# LAB 5: Web Scraping using Python

---

## Question 1: Basic HTML Request and Parsing
Write a Python program to fetch the HTML content of https://www.geeksforgeeks.org using requests.

In [None]:
import requests

url = 'https://www.geeksforgeeks.org'
headers = {'User-Agent': 'Mozilla/5.0'}

response = requests.get(url, headers=headers)
print(response.text[:500])

## Question 2: Parse HTML and Print Page Title
Parse the HTML using BeautifulSoup and print the title of the page.

In [None]:
from bs4 import BeautifulSoup

soup = BeautifulSoup(response.text, 'html.parser')
print(soup.title.string)

## Question 3: Handle HTTP and Network Errors
Handle HTTP errors and network exceptions while fetching the webpage.

In [None]:
from requests.exceptions import HTTPError, ConnectionError, Timeout, RequestException

try:
    r = requests.get(url, timeout=10)
    r.raise_for_status()
    print('Success')
except HTTPError as e:
    print('HTTP Error', e)
except ConnectionError:
    print('Connection Error')
except Timeout:
    print('Timeout Error')
except RequestException as e:
    print('Request Error', e)

## Question 4: Extract Hyperlinks
Extract the first five hyperlinks using find() and find_all().

In [None]:
links = soup.find_all('a', limit=5)
for link in links:
    print(link.get_text(strip=True), link.get('href'))

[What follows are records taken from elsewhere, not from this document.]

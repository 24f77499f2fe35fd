// Compile-time and execution-time option bitmasks
//
// Values match the GRegexCompileFlags / GRegexMatchFlags numbering, so a
// numeric mask built by a caller against those constants means the same here.

use bitflags::bitflags;

use crate::error_codes::ERROR_NAMES;

/// Options fixed when a pattern is compiled.
#[derive(Debug, Clone, Copy, PartialEq, Eq, Hash, Default)]
pub struct CompileFlags(u32);

bitflags! {
    impl CompileFlags: u32 {
        const CASELESS = 1 << 0;
        const MULTILINE = 1 << 1;
        const DOTALL = 1 << 2;
        const EXTENDED = 1 << 3;
        const ANCHORED = 1 << 4;
        const DOLLAR_ENDONLY = 1 << 5;
        const UNGREEDY = 1 << 9;
        /// Treat subjects as raw bytes instead of UTF-8.
        const RAW = 1 << 11;
        const NO_AUTO_CAPTURE = 1 << 12;
        const OPTIMIZE = 1 << 13;
        const FIRSTLINE = 1 << 18;
        const DUPNAMES = 1 << 19;
        const NEWLINE_CR = 1 << 20;
        const NEWLINE_LF = 1 << 21;
        const NEWLINE_CRLF = (1 << 20) | (1 << 21);
    }
}

/// Options for a single match attempt.
#[derive(Debug, Clone, Copy, PartialEq, Eq, Hash, Default)]
pub struct ExecFlags(u32);

bitflags! {
    impl ExecFlags: u32 {
        const ANCHORED = 1 << 4;
        const NOTBOL = 1 << 7;
        const NOTEOL = 1 << 8;
        const NOTEMPTY = 1 << 10;
        const PARTIAL = 1 << 15;
        const NEWLINE_CR = 1 << 20;
        const NEWLINE_LF = 1 << 21;
        const NEWLINE_CRLF = (1 << 20) | (1 << 21);
        const NEWLINE_ANY = 1 << 22;
        const NEWLINE_ANYCRLF = (1 << 20) | (1 << 22);
        const BSR_ANYCRLF = 1 << 23;
        const BSR_ANY = 1 << 24;
        const PARTIAL_HARD = 1 << 27;
        const NOTEMPTY_ATSTART = 1 << 28;
    }
}

// Numeric masks are taken as-is; bits without a name are kept so the engine
// can reject them.
impl From<u32> for CompileFlags {
    fn from(bits: u32) -> Self {
        CompileFlags::from_bits_retain(bits)
    }
}

impl From<u32> for ExecFlags {
    fn from(bits: u32) -> Self {
        ExecFlags::from_bits_retain(bits)
    }
}

impl CompileFlags {
    /// Parse single-character shorthand: `i` caseless, `m` multiline,
    /// `s` dotall, `x` extended, `U` ungreedy. Other characters are ignored.
    pub fn parse(shorthand: &str) -> Self {
        let mut res = CompileFlags::empty();
        for ch in shorthand.bytes() {
            match ch {
                b'i' => res |= CompileFlags::CASELESS,
                b'm' => res |= CompileFlags::MULTILINE,
                b's' => res |= CompileFlags::DOTALL,
                b'x' => res |= CompileFlags::EXTENDED,
                b'U' => res |= CompileFlags::UNGREEDY,
                _ => {}
            }
        }
        res
    }
}

impl From<&str> for CompileFlags {
    fn from(shorthand: &str) -> Self {
        CompileFlags::parse(shorthand)
    }
}

pub static COMPILE_FLAG_NAMES: &[(&str, u32)] = &[
    ("CASELESS", CompileFlags::CASELESS.bits()),
    ("MULTILINE", CompileFlags::MULTILINE.bits()),
    ("DOTALL", CompileFlags::DOTALL.bits()),
    ("EXTENDED", CompileFlags::EXTENDED.bits()),
    ("ANCHORED", CompileFlags::ANCHORED.bits()),
    ("DOLLAR_ENDONLY", CompileFlags::DOLLAR_ENDONLY.bits()),
    ("UNGREEDY", CompileFlags::UNGREEDY.bits()),
    ("RAW", CompileFlags::RAW.bits()),
    ("NO_AUTO_CAPTURE", CompileFlags::NO_AUTO_CAPTURE.bits()),
    ("OPTIMIZE", CompileFlags::OPTIMIZE.bits()),
    ("FIRSTLINE", CompileFlags::FIRSTLINE.bits()),
    ("DUPNAMES", CompileFlags::DUPNAMES.bits()),
    ("NEWLINE_CR", CompileFlags::NEWLINE_CR.bits()),
    ("NEWLINE_LF", CompileFlags::NEWLINE_LF.bits()),
    ("NEWLINE_CRLF", CompileFlags::NEWLINE_CRLF.bits()),
];

pub static MATCH_FLAG_NAMES: &[(&str, u32)] = &[
    ("ANCHORED", ExecFlags::ANCHORED.bits()),
    ("NOTBOL", ExecFlags::NOTBOL.bits()),
    ("NOTEOL", ExecFlags::NOTEOL.bits()),
    ("NOTEMPTY", ExecFlags::NOTEMPTY.bits()),
    ("PARTIAL", ExecFlags::PARTIAL.bits()),
    ("NEWLINE_CR", ExecFlags::NEWLINE_CR.bits()),
    ("NEWLINE_LF", ExecFlags::NEWLINE_LF.bits()),
    ("NEWLINE_CRLF", ExecFlags::NEWLINE_CRLF.bits()),
    ("NEWLINE_ANY", ExecFlags::NEWLINE_ANY.bits()),
    ("NEWLINE_ANYCRLF", ExecFlags::NEWLINE_ANYCRLF.bits()),
    ("BSR_ANYCRLF", ExecFlags::BSR_ANYCRLF.bits()),
    ("BSR_ANY", ExecFlags::BSR_ANY.bits()),
    ("PARTIAL_SOFT", ExecFlags::PARTIAL.bits()),
    ("PARTIAL_HARD", ExecFlags::PARTIAL_HARD.bits()),
    ("NOTEMPTY_ATSTART", ExecFlags::NOTEMPTY_ATSTART.bits()),
];

/// Compile flag names and values.
pub fn compile_flags() -> &'static [(&'static str, u32)] {
    COMPILE_FLAG_NAMES
}

/// Match flag names and values.
pub fn match_flags() -> &'static [(&'static str, u32)] {
    MATCH_FLAG_NAMES
}

/// Every known name: compile flags, match flags and `ERROR_*` codes.
/// Names shared by both flag sets (ANCHORED, NEWLINE_*) carry the same value
/// and appear once.
pub fn flags() -> Vec<(&'static str, i64)> {
    let mut all: Vec<(&'static str, i64)> = Vec::with_capacity(
        COMPILE_FLAG_NAMES.len() + MATCH_FLAG_NAMES.len() + ERROR_NAMES.len(),
    );
    for &(name, value) in COMPILE_FLAG_NAMES.iter().chain(MATCH_FLAG_NAMES) {
        if !all.iter().any(|(n, _)| *n == name) {
            all.push((name, value as i64));
        }
    }
    all.extend(ERROR_NAMES.iter().map(|&(name, code)| (name, code as i64)));
    all
}
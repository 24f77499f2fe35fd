// Tests for flag parsing and the flag/error name tables
use crate::error_codes;
use crate::*;

#[test]
fn test_parse_shorthand() {
    let all = CompileFlags::CASELESS
        | CompileFlags::MULTILINE
        | CompileFlags::DOTALL
        | CompileFlags::EXTENDED
        | CompileFlags::UNGREEDY;
    assert_eq!(CompileFlags::parse("imsxU"), all);
    assert_eq!(CompileFlags::parse(""), CompileFlags::empty());
    // unknown characters are ignored
    assert_eq!(CompileFlags::parse("iq!u"), CompileFlags::CASELESS);
    assert_eq!(CompileFlags::from("m"), CompileFlags::MULTILINE);
}

#[test]
fn test_numeric_flags() {
    let flags = CompileFlags::from(CompileFlags::CASELESS.bits());
    assert!(flags.contains(CompileFlags::CASELESS));
    assert!(Rex::new("A", CompileFlags::CASELESS.bits())
        .unwrap()
        .find("a", 1, ExecFlags::empty())
        .unwrap()
        .is_some());

    let mut eflags = ExecFlags::ANCHORED;
    eflags |= ExecFlags::NOTEMPTY;
    assert_eq!(eflags.bits(), (1 << 4) | (1 << 10));
    assert_eq!(eflags.difference(ExecFlags::ANCHORED), ExecFlags::NOTEMPTY);
}

#[test]
fn test_unnamed_bits_are_kept() {
    let cflags = CompileFlags::from(1 << 30);
    assert_eq!(cflags.bits(), 1 << 30);
    let err = Rex::new("a", cflags).unwrap_err();
    assert_eq!(err.engine_error().unwrap().code, error_codes::ERROR_COMPILE);

    let eflags = ExecFlags::from((1 << 30) | ExecFlags::ANCHORED.bits());
    assert!(eflags.contains(ExecFlags::ANCHORED));
    let mut rex = Rex::new("a", "").unwrap();
    let err = rex.find("a", 1, eflags).unwrap_err();
    assert_eq!(err.engine_error().unwrap().code, error_codes::ERROR_MATCH);
}

#[test]
fn test_flag_tables() {
    assert!(compile_flags().contains(&("CASELESS", 1)));
    assert!(compile_flags().contains(&("RAW", 1 << 11)));
    assert!(match_flags().contains(&("NOTEMPTY", 1 << 10)));
    assert!(match_flags().contains(&("PARTIAL", 1 << 15)));
}

#[test]
fn test_all_flags() {
    let all = flags();
    assert_eq!(all.iter().filter(|(name, _)| *name == "ANCHORED").count(), 1);
    assert!(all.contains(&("EXTENDED", 1 << 3)));
    assert!(all.contains(&("NOTEMPTY_ATSTART", 1 << 28)));
    assert!(all.contains(&("ERROR_UNMATCHED_PARENTHESIS", 114)));
}

#[test]
fn test_error_lookup() {
    assert_eq!(error_codes::lookup(114), Some("ERROR_UNMATCHED_PARENTHESIS"));
    assert_eq!(error_codes::lookup(error_codes::ERROR_MATCH), Some("ERROR_MATCH"));
    assert_eq!(error_codes::lookup(9999), None);
}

## Question 5: Extract H2 Headings and Save to CSV
Scrape all <h2> headings and store them in headings.csv.

In [None]:
import csv

headings = soup.find_all('h2')

with open('headings.csv', 'w', newline='', encoding='utf-8') as f:
    writer = csv.writer(f)
    writer.writerow(['Heading Number', 'H2 Text'])
    for i, h in enumerate(headings, 1):
        writer.writerow([i, h.get_text(strip=True)])

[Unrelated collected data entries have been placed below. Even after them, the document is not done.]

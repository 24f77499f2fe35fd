// Serde conversion of match results
//
// Byte slices are rendered as (lossy) UTF-8 strings; groups that did not
// participate become `false`.

use ::serde::Serialize;
use serde_json::Value;

use crate::rex_pattern::{DfaMatch, Exec, Found, Gsub, Match, SplitPiece};

#[derive(Serialize)]
#[serde(untagged)]
enum JsonCapture {
    Text(String),
    Unset(bool),
}

#[derive(Serialize)]
struct JsonFound {
    start: usize,
    end: usize,
    captures: Vec<JsonCapture>,
}

#[derive(Serialize)]
#[serde(untagged)]
enum JsonOffset {
    Pair(usize, usize),
    Unset(bool),
}

#[derive(Serialize)]
struct JsonExec {
    start: usize,
    end: usize,
    offsets: Vec<JsonOffset>,
}

#[derive(Serialize)]
struct JsonGsub {
    output: String,
    matches: usize,
    substitutions: usize,
}

#[derive(Serialize)]
#[serde(untagged)]
enum JsonDfa {
    Full {
        start: usize,
        offsets: Vec<usize>,
        count: usize,
    },
    Partial(bool),
}

#[derive(Serialize)]
struct JsonPiece {
    text: String,
    #[serde(skip_serializing_if = "Option::is_none")]
    separator: Option<Vec<JsonCapture>>,
}

fn text(bytes: &[u8]) -> String {
    String::from_utf8_lossy(bytes).into_owned()
}

fn captures(values: &[Option<&[u8]>]) -> Vec<JsonCapture> {
    values
        .iter()
        .map(|value| match value {
            Some(bytes) => JsonCapture::Text(text(bytes)),
            None => JsonCapture::Unset(false),
        })
        .collect()
}

fn to_value<T: Serialize>(value: T) -> Result<Value, String> {
    serde_json::to_value(value).map_err(|e| e.to_string())
}

pub fn found_to_json(found: &Found<'_>) -> Result<Value, String> {
    to_value(JsonFound {
        start: found.start,
        end: found.end,
        captures: captures(&found.captures),
    })
}

pub fn exec_to_json(exec: &Exec) -> Result<Value, String> {
    to_value(JsonExec {
        start: exec.start,
        end: exec.end,
        offsets: exec
            .offsets
            .iter()
            .map(|offsets| match *offsets {
                Some((start, end)) => JsonOffset::Pair(start, end),
                None => JsonOffset::Unset(false),
            })
            .collect(),
    })
}

/// Result of `match`: a list of texts, `false` for unset groups.
pub fn values_to_json(values: &[Option<&[u8]>]) -> Result<Value, String> {
    to_value(captures(values))
}

/// A gmatch item: its captures, or the whole match without groups.
pub fn match_to_json(m: &Match<'_>) -> Result<Value, String> {
    values_to_json(&m.values())
}

pub fn gsub_to_json(result: &Gsub) -> Result<Value, String> {
    to_value(JsonGsub {
        output: text(&result.output),
        matches: result.matches,
        substitutions: result.substitutions,
    })
}

/// Flattened `[s1, e1, s2, e2, ...]` offsets, kept 0-based.
pub fn dfa_to_json(result: &DfaMatch) -> Result<Value, String> {
    let json = match result {
        DfaMatch::Full {
            start,
            offsets,
            count,
        } => JsonDfa::Full {
            start: *start,
            offsets: offsets.iter().flat_map(|&(s, e)| [s, e]).collect(),
            count: *count,
        },
        DfaMatch::Partial => JsonDfa::Partial(true),
    };
    to_value(json)
}

pub fn split_to_json(pieces: &[SplitPiece<'_>]) -> Result<Value, String> {
    let pieces: Vec<JsonPiece> = pieces
        .iter()
        .map(|piece| JsonPiece {
            text: text(piece.text),
            separator: piece
                .separator
                .as_ref()
                .map(|_| captures(&piece.separator_values())),
        })
        .collect();
    to_value(pieces)
}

print('headings.csv created')

## Question 6: Scrape Wikipedia Table
Scrape all rows from the first table of Wikipedia page: List of countries by population.

In [None]:
wiki_url = 'https://en.wikipedia.org/wiki/List_of_countries_and_dependencies_by_population'
wiki_res = requests.get(wiki_url)
wiki_soup = BeautifulSoup(wiki_res.text, 'html.parser')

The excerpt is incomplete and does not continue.